This is a guest post by Fily Camara, an intern for the Council on Foreign Relations Africa Program. He is a masters candidate at New York University.
Intra-African trade has been only eleven percent of the continent’s total trade over the last decade. By comparison, more than sixty percent of Europe’s trade is intra-continental. The equivalent figure for North America is about 45 percent and for Asia it is about twenty-five percent. The small scale of Africa’s intra-continental trade reflects the continent’s dependence on foreign markets for the vast majority of their trade relations. African policymakers, as well as their Western counterparts, have long acknowledged the need for more intra-continental trade. It is a paradox that, for much of Africa’s postcolonial history, it has been a pioneer in regional integration. In addition to the African Union (AU), there are eight, smaller regional economic communities—many of which have successfully implemented common currencies and external tariffs in addition to cooperating on matters of security and justice. Nevertheless, commerce among countries in Africa remains low, with significant negative development ramifications.

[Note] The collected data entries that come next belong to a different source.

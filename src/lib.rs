//! Nomination-pool and staking migration jobs
//!
//! One-shot batch jobs against a Substrate node: enumerate a storage
//! collection at a pinned block, classify every key, and submit the needed
//! migration calls in rate-limited, signer-rotated batches.

pub mod census;
pub mod chain;
pub mod cli;
pub mod config;
pub mod error;
pub mod migration;
pub mod wallet;

#[cfg(test)]
mod testing;

// Re-export commonly used types
pub use config::Config;
pub use error::{Error, Result};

The emphasis in current African development discourse has been to encourage partnerships in which foreign governments and corporations can help African economies through mutually beneficial cooperation and joint business ventures. This concept is summarized by the phrase, “trade not aid.” Given the political and economic instability many African countries face, their desire to secure agreements and partnerships with the relatively stable and wealthy markets of the European Union, the United States, Japan, or China is understandable. However, when an African country’s economic success is subject to foreign markets, it is at the mercy of factors beyond its control.

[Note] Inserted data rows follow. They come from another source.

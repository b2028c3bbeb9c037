//! Overwritable progress line

use std::io::Write;
use std::time::Instant;

pub struct ProgressReporter {
    step: u64,
    started: Instant,
    show_eta: bool,
}

impl ProgressReporter {
    /// Report every `step` items; `0` only reports when forced
    pub fn new(step: u64) -> Self {
        Self {
            step,
            started: Instant::now(),
            show_eta: false,
        }
    }

    /// Append elapsed and estimated remaining seconds
    pub fn with_eta(mut self) -> Self {
        self.show_eta = true;
        self
    }

    pub fn should_report(&self, processed: u64, force: bool) -> bool {
        force || (self.step > 0 && processed % self.step == 0)
    }

    pub fn render(&self, processed: u64, total: u64, extra: &str) -> String {
        let percent = if total == 0 {
            100.0
        } else {
            processed as f64 * 100.0 / total as f64
        };

        let mut line = format!("{:.2}% ({}/{})", percent, processed, total);
        if !extra.is_empty() {
            line.push_str(" | ");
            line.push_str(extra);
        }

        if self.show_eta {
            let elapsed = self.started.elapsed().as_secs_f64();
            line.push_str(&format!(" | elapsed {:.0}s", elapsed));
            if processed > 0 && processed < total {
                let left = elapsed / processed as f64 * (total - processed) as f64;
                line.push_str(&format!(", ~{:.0}s left", left));
            }
        }

        line
    }

    pub fn report(&self, processed: u64, total: u64, extra: &str, force: bool) {
        if !self.should_report(processed, force) {
            return;
        }
        print!("\r\x1b[2K{}", self.render(processed, total, extra));
        let _ = std::io::stdout().flush();
    }

    /// End the progress line
    pub fn finish(&self) {
        println!();
    }
}

#[cfg(test)]
mod tests {
    use super::*;

    #[test]
    fn test_should_report_on_step() {
        let reporter = ProgressReporter::new(50);
        assert!(reporter.should_report(50, false));
        assert!(reporter.should_report(100, false));
        assert!(!reporter.should_report(51, false));
        assert!(reporter.should_report(51, true));

        let silent = ProgressReporter::new(0);
        assert!(!silent.should_report(10, false));
        assert!(silent.should_report(10, true));
    }

    #[test]
    fn test_render() {
        let reporter = ProgressReporter::new(1);
        assert_eq!(reporter.render(1, 3, ""), "33.33% (1/3)");
        assert_eq!(reporter.render(0, 0, "done"), "100.00% (0/0) | done");
    }

    #[test]
    fn test_render_with_eta() {
        let reporter = ProgressReporter::new(1).with_eta();
        let line = reporter.render(5, 10, "");
        assert!(line.starts_with("50.00% (5/10) | elapsed"));
        assert!(line.contains("left"));
        assert!(!reporter.render(10, 10, "").contains("left"));
    }
}
//! Migration pipeline
//!
//! ```text
//! ChainClient::keys(collection) ──► MigrationScanner ──► MigrationCheck
//!                                          │               (per-key predicates)
//!                                          ▼
//!                                   BatchDispatcher ──► SignerPool::select
//!                                          │
//!                                          ▼
//!                              ChainClient::submit / submit_batch
//! ```
//!
//! Scans are sequential. Each phase owns its `ScanState`; the dispatcher and
//! its rotation counter are shared by all phases of a job.

pub mod checks;
pub mod dispatcher;
pub mod progress;
pub mod scanner;

pub use checks::{CurrencyMigration, MemberMigration, PoolMigration};
pub use dispatcher::{BatchDispatcher, DispatchSettings, DispatchStats};
pub use progress::ProgressReporter;
pub use scanner::{
    Classification, MigrationCheck, MigrationScanner, Outcome, ScanOptions, ScanState,
};
//! Command-line job implementations

pub mod commands;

Such has been the case for much of the past year and a half. In June 2014 the price of oil began its decent from $140 per barrel to below $40 in recent days. For Africa’s crude-dependent countries this has severely troubled governments and economic outlooks. In 2015, China’s slowing growth rate was a factor in the worldwide plummet in demand for commodities highlighting the vulnerability of African states to international shocks. Where the United States and Europe can rely on established domestic consumer markets to spur economic activity, African exporters often have little insulation from the macroeconomic trends and political events afflicting the world.
Observers cite a number of causes for the low levels of trade amongst African countries. The legacy of colonialism is, among other things, one of poor, extraction-oriented infrastructure and illogical borders that have left some countries with significant geographic disadvantages. Today, inadequate transportation networks, security concerns, persistent protectionism, poor data collection, and a lack of information sharing exacerbate the consequences of colonialism.

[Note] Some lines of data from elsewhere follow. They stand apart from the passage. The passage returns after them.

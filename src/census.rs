//! Provider/consumer reference census
//!
//! Read-only report over every bonded stash and every pool member: how many
//! accounts carry each provider and consumer reference count, split by kind
//! of staker. Useful before a migration to spot accounts whose references
//! would block it.

use serde::Serialize;
use std::collections::BTreeMap;
use std::fmt::Write;
use tracing::{info, warn};

use crate::chain::{ChainClient, Collection};
use crate::error::Result;
use crate::migration::ProgressReporter;

/// Reference count → number of accounts
#[derive(Debug, Clone, Default, PartialEq, Eq, Serialize)]
pub struct RefHistogram(BTreeMap<u32, u64>);

impl RefHistogram {
    pub fn add(&mut self, refs: u32) {
        *self.0.entry(refs).or_insert(0) += 1;
    }

    pub fn count(&self, refs: u32) -> u64 {
        self.0.get(&refs).copied().unwrap_or(0)
    }

    pub fn accounts(&self) -> u64 {
        self.0.values().sum()
    }

    pub fn iter(&self) -> impl Iterator<Item = (&u32, &u64)> {
        self.0.iter()
    }
}

/// Census over stakers and pool members
#[derive(Debug, Clone, Default, PartialEq, Eq, Serialize)]
pub struct RefCensus {
    pub solo_providers: RefHistogram,
    pub solo_consumers: RefHistogram,
    pub virtual_providers: RefHistogram,
    pub virtual_consumers: RefHistogram,
    pub member_providers: RefHistogram,
    pub member_consumers: RefHistogram,
    /// Stashes whose controller is a different account
    pub controller_mismatches: u64,
}

impl RefCensus {
    pub fn render(&self) -> String {
        let mut out = String::new();
        let sections = [
            ("Solo staker providers", &self.solo_providers),
            ("Solo staker consumers", &self.solo_consumers),
            ("Virtual staker providers", &self.virtual_providers),
            ("Virtual staker consumers", &self.virtual_consumers),
            ("Pool member providers", &self.member_providers),
            ("Pool member consumers", &self.member_consumers),
        ];

        for (title, histogram) in sections {
            let _ = writeln!(out, "{} ({} accounts):", title, histogram.accounts());
            for (refs, accounts) in histogram.iter() {
                let _ = writeln!(out, "  {:>3} refs: {}", refs, accounts);
            }
        }
        let _ = writeln!(
            out,
            "Stashes with a separate controller: {}",
            self.controller_mismatches
        );
        out
    }
}

/// Walk all stakers then all pool members
pub async fn run_census<C: ChainClient + ?Sized>(chain: &C, step: u64) -> Result<RefCensus> {
    let mut census = RefCensus::default();

    let stashes = chain.keys(Collection::StakingBonded).await?;
    info!("Counting references of {} stakers", stashes.len());
    let progress = ProgressReporter::new(step).with_eta();
    let total = stashes.len() as u64;

    for (index, key) in stashes.iter().enumerate() {
        let stash = key.account()?;
        let info = chain.account(&stash).await?;

        if chain.is_virtual_staker(&stash).await? {
            census.virtual_providers.add(info.providers);
            census.virtual_consumers.add(info.consumers);
        } else {
            census.solo_providers.add(info.providers);
            census.solo_consumers.add(info.consumers);
        }

        if let Some(controller) = chain.bonded_controller(&stash).await? {
            if controller != stash {
                warn!("Stash {} has controller {}", stash, controller);
                census.controller_mismatches += 1;
            }
        }

        progress.report(index as u64 + 1, total, "stakers", false);
    }
    progress.finish();

    let members = chain.keys(Collection::PoolMembers).await?;
    info!("Counting references of {} pool members", members.len());
    let progress = ProgressReporter::new(step).with_eta();
    let total = members.len() as u64;

    for (index, key) in members.iter().enumerate() {
        let info = chain.account(&key.account()?).await?;
        census.member_providers.add(info.providers);
        census.member_consumers.add(info.consumers);
        progress.report(index as u64 + 1, total, "members", false);
    }
    progress.finish();

    Ok(census)
}

#[cfg(test)]
mod tests {
    use super::*;
    use crate::chain::Key;
    use crate::testing::MockChain;
    use subxt::utils::AccountId32;

    #[test]
    fn test_histogram() {
        let mut histogram = RefHistogram::default();
        histogram.add(1);
        histogram.add(1);
        histogram.add(3);
        assert_eq!(histogram.count(1), 2);
        assert_eq!(histogram.count(2), 0);
        assert_eq!(histogram.accounts(), 3);
    }

    #[tokio::test]
    async fn test_census_splits_staker_kinds() {
        let solo = AccountId32([1u8; 32]);
        let controlled = AccountId32([2u8; 32]);
        let controller = AccountId32([3u8; 32]);
        let virtual_staker = AccountId32([4u8; 32]);
        let member = AccountId32([5u8; 32]);

        let mut chain = MockChain::new()
            .with_keys(
                Collection::StakingBonded,
                vec![
                    Key::from_account(&solo),
                    Key::from_account(&controlled),
                    Key::from_account(&virtual_staker),
                ],
            )
            .with_keys(Collection::PoolMembers, vec![Key::from_account(&member)]);
        chain.bonded.insert(solo.clone(), solo.clone());
        chain.bonded.insert(controlled.clone(), controller);
        chain
            .bonded
            .insert(virtual_staker.clone(), virtual_staker.clone());
        chain.virtual_stakers.insert(virtual_staker.clone());
        chain.refs.insert(solo.clone(), (1, 2));
        chain.refs.insert(controlled.clone(), (1, 2));
        chain.refs.insert(virtual_staker.clone(), (2, 0));
        chain.refs.insert(member.clone(), (3, 1));

        let census = run_census(&chain, 0).await.unwrap();

        assert_eq!(census.solo_providers.count(1), 2);
        assert_eq!(census.solo_consumers.count(2), 2);
        assert_eq!(census.virtual_providers.count(2), 1);
        assert_eq!(census.virtual_consumers.count(0), 1);
        assert_eq!(census.member_providers.count(3), 1);
        assert_eq!(census.member_consumers.count(1), 1);
        assert_eq!(census.controller_mismatches, 1);

        let rendered = census.render();
        assert!(rendered.contains("Solo staker providers (2 accounts):"));
        assert!(rendered.contains("Stashes with a separate controller: 1"));
    }
}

Recent initiatives to address intra-continental trade appear promising. In 2012, the AU decided to establish a Pan-Africa Continental Free Trade Area (CFTA) by 2017. It also endorsed an Action Plan for Boosting Intra-African Trade. Tangible steps toward achieving the objectives in these plans were taken in June 2015 when the Common Market for Eastern and Southern Africa, the East African Community, and the Southern African Development Community launched the Tripartite Free Trade Area. In late November, the AU reaffirmed its intention to use intra-continental trade to create a “prosperous and peaceful Africa by 2063.”
Increasing intra-state trade in Africa would be an important step toward improving the continent’s development outlook. It would encourage competition among states to create an attractive climate for business and industry. Moreover, infrastructure could be improved, and the flow of people and ideas across borders could spur innovation. Eventually, the costs of goods could decline as shipping between African countries becomes easier, and getting certain goods from other continents less necessary. Additionally, a Pan-Africa CFTA would be the world’s largest by population and could provide Africa with the clout necessary to negotiate more favorable conditions in regional and sectoral trade agreements and World Trade Organization negotiation rounds. If properly managed and implemented, linked and diversified economies may be one answer to Africa’s development quandary.